**ABOUT THIS TASK**
Each line below with the word "Debug" needs to be copied.

===== STUDY MATERIAL

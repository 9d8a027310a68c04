// src/models/topic.rs

use serde::{Deserialize, Serialize};
use sqlx::FromRow;
use validator::Validate;

/// Represents the 'topics' table: an optional sub-categorization of
/// questions within one subject.
#[derive(Debug, Clone, FromRow, Serialize, Deserialize)]
pub struct Topic {
    pub id: i64,
    pub subject_id: i64,
    pub name: String,
    pub created_at: Option<chrono::DateTime<chrono::Utc>>,
}

/// DTO for creating a new topic under a subject.
#[derive(Debug, Deserialize, Validate)]
pub struct CreateTopicRequest {
    pub subject_id: i64,
    #[validate(length(min = 1, max = 150))]
    pub name: String,
}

==========

**WRITTEN SOLUTION**
#[derive(Debug, Clone, FromRow, Serialize, Deserialize)]
#[derive(Debug, Deserialize, Validate)]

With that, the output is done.